According to Vergeire, the DOH is identifying the possible close contacts of the case among his co-passengers.
It is also verifying the test results and health status of all passengers of the flights taken by the confirmed cases.
On December 15, the Department of Health reported the first two imported cases of the Omicron variant.
One of the cases is an ROF who arrived from Japan on December 1 via Philippine Airlines flight number PR 0427.
The other case is a Nigerian who arrived on November 30 via Oman Air with flight number WY 843.
On December 16, the DOH said the cases remain in isolation and under close monitoring, and seven close contacts of them have been identified.
How did the Omicron variant develop?
World health authorities say when a virus is circulating widely and causing numerous infections, the likelihood of the virus mutating increases, which means the more opportunities a virus has to spread, the more opportunities it has to undergo changes.
New variants like Omicron are a reminder, according to experts, that the COVID-19 pandemic is far from over.
The United Nations Children’s Fund (UNICEF) itself says it is “essential that people get the vaccine when available to them and continue to follow existing advice on preventing the spread of the virus, including physical distancing, wearing masks, regular handwashing and keeping indoor areas well ventilated.
“(It) is also crucial that vaccines and other public health measures are accessible everywhere.

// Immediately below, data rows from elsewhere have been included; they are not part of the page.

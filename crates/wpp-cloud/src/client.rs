//! HTTP plumbing shared by the auth, settings and command adapters.

use std::sync::Arc;
use std::time::Duration;

use parking_lot::RwLock;
use reqwest::{Client, RequestBuilder, Response};

use crate::auth::Session;
use crate::{CloudConfig, CloudError};

/// Client for the hosted auth (`/auth/v1`) and table (`/rest/v1`) APIs.
///
/// Clones share the same session.
#[derive(Debug, Clone)]
pub struct CloudClient {
    pub(crate) config: CloudConfig,
    client: Client,
    pub(crate) session: Arc<RwLock<Option<Session>>>,
}

impl CloudClient {
    /// Create a new client.
    ///
    /// # Errors
    /// Returns an error if the HTTP client fails to build.
    pub fn new(config: CloudConfig) -> Result<Self, CloudError> {
        let client = Client::builder()
            .timeout(Duration::from_secs(30))
            .build()
            .map_err(CloudError::Http)?;

        Ok(Self {
            config: CloudConfig {
                project_url: config.project_url.trim_end_matches('/').to_string(),
                ..config
            },
            client,
            session: Arc::new(RwLock::new(None)),
        })
    }

    /// The current session, if logged in.
    #[must_use]
    pub fn session(&self) -> Option<Session> {
        self.session.read().clone()
    }

    pub(crate) fn auth_url(&self, path: &str) -> String {
        format!("{}/auth/v1/{path}", self.config.project_url)
    }

    pub(crate) fn rest_url(&self, table: &str) -> String {
        format!("{}/rest/v1/{table}", self.config.project_url)
    }

    /// Bearer token: the session's access token, else the anon key.
    fn bearer(&self) -> String {
        self.session
            .read()
            .as_ref()
            .and_then(|s| s.access_token.clone())
            .unwrap_or_else(|| self.config.anon_key.clone())
    }

    /// Attach the API key and bearer token.
    pub(crate) fn authorized(&self, builder: RequestBuilder) -> RequestBuilder {
        builder
            .header("apikey", &self.config.anon_key)
            .bearer_auth(self.bearer())
    }

    pub(crate) fn get(&self, url: String) -> RequestBuilder {
        self.authorized(self.client.get(url))
    }

    pub(crate) fn post(&self, url: String) -> RequestBuilder {
        self.authorized(self.client.post(url))
    }

    pub(crate) fn patch(&self, url: String) -> RequestBuilder {
        self.authorized(self.client.patch(url))
    }
}

/// Pass successful responses through, turn the rest into [`CloudError::Api`].
pub(crate) async fn check(response: Response) -> Result<Response, CloudError> {
    let status = response.status();
    if status.is_success() {
        return Ok(response);
    }

    let body = response.text().await.unwrap_or_default();
    Err(CloudError::Api {
        status: status.as_u16(),
        message: error_message(&body),
    })
}

/// Pull the human-readable message out of an auth or table error body.
pub(crate) fn error_message(body: &str) -> String {
    let Ok(value) = serde_json::from_str::<serde_json::Value>(body) else {
        return body.trim().to_string();
    };

    ["error_description", "msg", "message", "error"]
        .iter()
        .find_map(|key| value.get(key).and_then(serde_json::Value::as_str))
        .map_or_else(|| body.trim().to_string(), str::to_string)
}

Vaccine inequity leaves lower income countries – many of them in Africa – at the mercy of COVID-19. Well-supplied countries must urgently deliver the doses they promised.”

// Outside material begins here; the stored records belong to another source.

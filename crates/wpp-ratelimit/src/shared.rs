//! Shared admission limiter for concurrent callers.
//!
//! Wraps a [`CallAdmissionLimiter`] so the check and the record happen in one
//! critical section, which two independent calls cannot guarantee.

use std::sync::Arc;
use std::time::{Duration, Instant};

use async_trait::async_trait;
use parking_lot::Mutex;
use tokio::time::sleep;
use tracing::debug;

use crate::{
    CallAdmissionLimiter, Clock, QuotaConfig, RateLimitError, RateLimitState, RateLimiter,
    SystemClock,
};

/// Cloneable handle to one admission limiter.
///
/// All clones draw from the same quota. Build one per external credential
/// and pass it to every component that calls that API.
pub struct SharedAdmissionLimiter<C = SystemClock> {
    inner: Arc<Mutex<CallAdmissionLimiter<C>>>,
}

impl<C> Clone for SharedAdmissionLimiter<C> {
    fn clone(&self) -> Self {
        Self {
            inner: Arc::clone(&self.inner),
        }
    }
}

impl SharedAdmissionLimiter<SystemClock> {
    /// Create a shared limiter over the wall clock.
    #[must_use]
    pub fn new(max_calls_per_minute: u32, max_calls_per_hour: u32) -> Self {
        Self::from_limiter(CallAdmissionLimiter::new(
            max_calls_per_minute,
            max_calls_per_hour,
        ))
    }

    /// Create from a validated configuration.
    ///
    /// # Errors
    /// Returns [`RateLimitError::InvalidConfig`] if a quota is zero.
    pub fn from_config(config: &QuotaConfig) -> Result<Self, RateLimitError> {
        CallAdmissionLimiter::from_config(config).map(Self::from_limiter)
    }
}

impl Default for SharedAdmissionLimiter<SystemClock> {
    fn default() -> Self {
        Self::from_limiter(CallAdmissionLimiter::default())
    }
}

impl<C: Clock> SharedAdmissionLimiter<C> {
    /// Share an existing limiter.
    #[must_use]
    pub fn from_limiter(limiter: CallAdmissionLimiter<C>) -> Self {
        Self {
            inner: Arc::new(Mutex::new(limiter)),
        }
    }

    /// Check whether a call is currently allowed, without recording one.
    pub fn can_make_call(&self) -> bool {
        self.inner.lock().can_make_call()
    }

    /// Record a call made after a separate [`can_make_call`](Self::can_make_call).
    pub fn record_call(&self) {
        self.inner.lock().record_call();
    }

    /// Check and, when admitted, record a call under a single lock.
    pub fn check_and_record(&self) -> bool {
        let mut limiter = self.inner.lock();
        if limiter.can_make_call() {
            limiter.record_call();
            true
        } else {
            false
        }
    }

    /// Like [`check_and_record`](Self::check_and_record), but a denial
    /// carries the wait, computed under the same lock.
    ///
    /// # Errors
    /// Returns [`RateLimitError::Exceeded`] when the call is denied.
    pub fn try_admit(&self) -> Result<(), RateLimitError> {
        let mut limiter = self.inner.lock();
        if limiter.can_make_call() {
            limiter.record_call();
            Ok(())
        } else {
            Err(RateLimitError::Exceeded {
                retry_after: limiter.wait_time(),
            })
        }
    }

    /// Milliseconds until the next call would be admitted.
    pub fn wait_time_ms(&self) -> u64 {
        self.inner.lock().wait_time_ms()
    }

    /// Run a closure against the locked limiter.
    pub fn with_limiter<R>(&self, f: impl FnOnce(&mut CallAdmissionLimiter<C>) -> R) -> R {
        f(&mut self.inner.lock())
    }
}

#[async_trait]
impl<C: Clock> RateLimiter for SharedAdmissionLimiter<C> {
    async fn try_acquire(&self) -> bool {
        self.check_and_record()
    }

    async fn acquire(&self, max_wait: Duration) -> Result<Duration, RateLimitError> {
        let start = Instant::now();

        loop {
            if self.check_and_record() {
                return Ok(start.elapsed());
            }

            let wait_ms = self.wait_time_ms();
            let wait_time = Duration::from_millis(wait_ms);
            let total_waited = start.elapsed();

            if total_waited + wait_time > max_wait {
                return Err(RateLimitError::WaitExceeded {
                    wait_time: total_waited + wait_time,
                    max_wait,
                });
            }

            debug!(wait_ms, "Waiting for admission");
            sleep(wait_time).await;
        }
    }

    fn remaining(&self) -> u32 {
        self.inner.lock().remaining()
    }

    async fn wait_time(&self) -> Duration {
        self.inner.lock().wait_time()
    }

    async fn reset(&self) {
        self.inner.lock().reset();
    }

    fn state(&self) -> RateLimitState {
        self.inner.lock().state()
    }
}
//! WPP Rate Limit - call admission for rate-limited external APIs
//!
//! This crate guards outbound calls (Telegram notifications, hosted API
//! requests) against quota exhaustion:
//!
//! - **Two horizons**: a per-minute and a per-hour sliding window, enforced together
//! - **Advisory**: the limiter only answers "may I call now?"; callers enforce
//! - **Lazy pruning**: stale timestamps are dropped as a side effect of checks
//! - **Shared handle**: an atomic check-and-record wrapper for concurrent callers
//!
//! # Quick Start
//!
//! ```rust,ignore
//! use wpp_ratelimit::CallAdmissionLimiter;
//!
//! // 10 calls per minute, 100 calls per hour
//! let mut limiter = CallAdmissionLimiter::default();
//!
//! if limiter.can_make_call() {
//!     send_notification().await;
//!     limiter.record_call();
//! } else {
//!     let wait = limiter.wait_time();
//!     tokio::time::sleep(wait).await;
//! }
//! ```

#![forbid(unsafe_code)]
#![warn(clippy::all, clippy::pedantic, clippy::nursery)]
#![allow(clippy::module_name_repetitions)]

mod admission;
mod clock;
mod shared;

pub use admission::*;
pub use clock::*;
pub use shared::*;

use std::time::Duration;

use async_trait::async_trait;
use tracing::warn;

/// Common trait for rate limiters shared between tasks.
#[async_trait]
pub trait RateLimiter: Send + Sync {
    /// Try to acquire a permit without blocking.
    ///
    /// Returns `true` if the call is allowed (and recorded), `false` if rate limited.
    async fn try_acquire(&self) -> bool;

    /// Acquire a permit, waiting if necessary.
    ///
    /// Returns the time waited, or an error if the wait would exceed `max_wait`.
    async fn acquire(&self, max_wait: Duration) -> Result<Duration, RateLimitError>;

    /// Get the current remaining quota.
    fn remaining(&self) -> u32;

    /// Get the time until the next permit is available.
    async fn wait_time(&self) -> Duration;

    /// Reset the rate limiter state.
    async fn reset(&self);

    /// Get the current state as a snapshot.
    fn state(&self) -> RateLimitState;
}

/// Rate limiter state snapshot.
#[derive(Debug, Clone, PartialEq, Eq, serde::Serialize)]
pub struct RateLimitState {
    /// Tightest cap currently in effect (minute or hour).
    pub limit: u32,

    /// Remaining calls before either horizon is exhausted.
    pub remaining: u32,

    /// Time until the next call would be admitted.
    pub reset_after: Duration,

    /// Whether currently rate limited.
    pub is_limited: bool,
}

/// Rate limit error.
#[derive(Debug, thiserror::Error)]
pub enum RateLimitError {
    /// Call would exceed rate limit.
    #[error("Rate limit exceeded, retry after {retry_after:?}")]
    Exceeded {
        /// Time to wait before retrying.
        retry_after: Duration,
    },

    /// Wait time would exceed maximum allowed.
    #[error("Wait time {wait_time:?} exceeds maximum {max_wait:?}")]
    WaitExceeded {
        /// Required wait time.
        wait_time: Duration,
        /// Maximum allowed wait.
        max_wait: Duration,
    },

    /// Invalid configuration.
    #[error("Invalid rate limit configuration: {0}")]
    InvalidConfig(String),
}

/// Quota configuration for a [`CallAdmissionLimiter`].
#[derive(Debug, Clone, Copy, PartialEq, Eq, serde::Serialize, serde::Deserialize)]
pub struct QuotaConfig {
    /// Maximum calls in any trailing minute.
    #[serde(default = "default_per_minute")]
    pub per_minute: u32,

    /// Maximum calls in any trailing hour.
    #[serde(default = "default_per_hour")]
    pub per_hour: u32,
}

const fn default_per_minute() -> u32 {
    DEFAULT_CALLS_PER_MINUTE
}

const fn default_per_hour() -> u32 {
    DEFAULT_CALLS_PER_HOUR
}

impl QuotaConfig {
    /// Create a new quota configuration.
    #[must_use]
    pub const fn new(per_minute: u32, per_hour: u32) -> Self {
        Self {
            per_minute,
            per_hour,
        }
    }

    /// Check that both quotas are positive.
    ///
    /// An hourly quota below the minute quota is accepted but logged, since
    /// the hour cap then silently dominates.
    ///
    /// # Errors
    /// Returns [`RateLimitError::InvalidConfig`] if either quota is zero.
    pub fn validate(&self) -> Result<(), RateLimitError> {
        if self.per_minute == 0 {
            return Err(RateLimitError::InvalidConfig(
                "per_minute must be positive".into(),
            ));
        }
        if self.per_hour == 0 {
            return Err(RateLimitError::InvalidConfig(
                "per_hour must be positive".into(),
            ));
        }
        if self.per_hour < self.per_minute {
            warn!(
                per_minute = self.per_minute,
                per_hour = self.per_hour,
                "Hourly quota is below the per-minute quota"
            );
        }
        Ok(())
    }
}

impl Default for QuotaConfig {
    fn default() -> Self {
        Self::new(DEFAULT_CALLS_PER_MINUTE, DEFAULT_CALLS_PER_HOUR)
    }
}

There is this stalking fear that Omicron, which has now been detected in many countries, is probably in most countries even if this latest variant has not been detected yet.
There have also been thoughts on previous findings that Omicron might be less severe than the Delta variant, but experts say more data is needed and WHO has warned it should not be dismissed as “mild.”
These experts suggest it is important to remember that all variants of COVID-19 can cause severe disease or death, including the Delta variant that is still dominant worldwide, which is why preventing the spread of the virus and reducing your risk of exposure to the virus is so important.
Based on information available, WHO believes it is likely that Omicron will outpace the Delta variant where there is COVID-19 transmission in the community.
However, being vaccinated and taking precautions such as avoiding crowded spaces, keeping your distance from others and wearing a mask are critical in helping to prevent the spread of COVID-19, and we know these actions have been effective against other variants.
|With the continuing booster shots made available to the population after the second dose of vaccines had been taken, there remain questions if the COVID-19 vaccines can be effective against the Omicron variant.
Researchers are looking into any potential impact the Omicron variant has on the effectiveness of COVID-19 vaccines.
Information is still limited, according to experts, but there may be a small reduction in the effectiveness of vaccines against severe illness and death, and a decline in preventing mild disease and infection.
However, WHO reports that so far it looks like the currently available vaccines offer significant protection against severe disease and death.
It is also important to be vaccinated to protect against the other widely circulating variants, such as the Delta one.
UNICEF strongly suggests: “When it’s your turn, make sure to get vaccinated. If your vaccination involves two doses, it’s important to receive both in order to have the maximum protection.”
(HBC, president of the Alumni Association of the graduate school Asian Institute of Journalism and Communication, is a speechwriter who teaches journalism and literature, and is night editor of the Manila Standard.)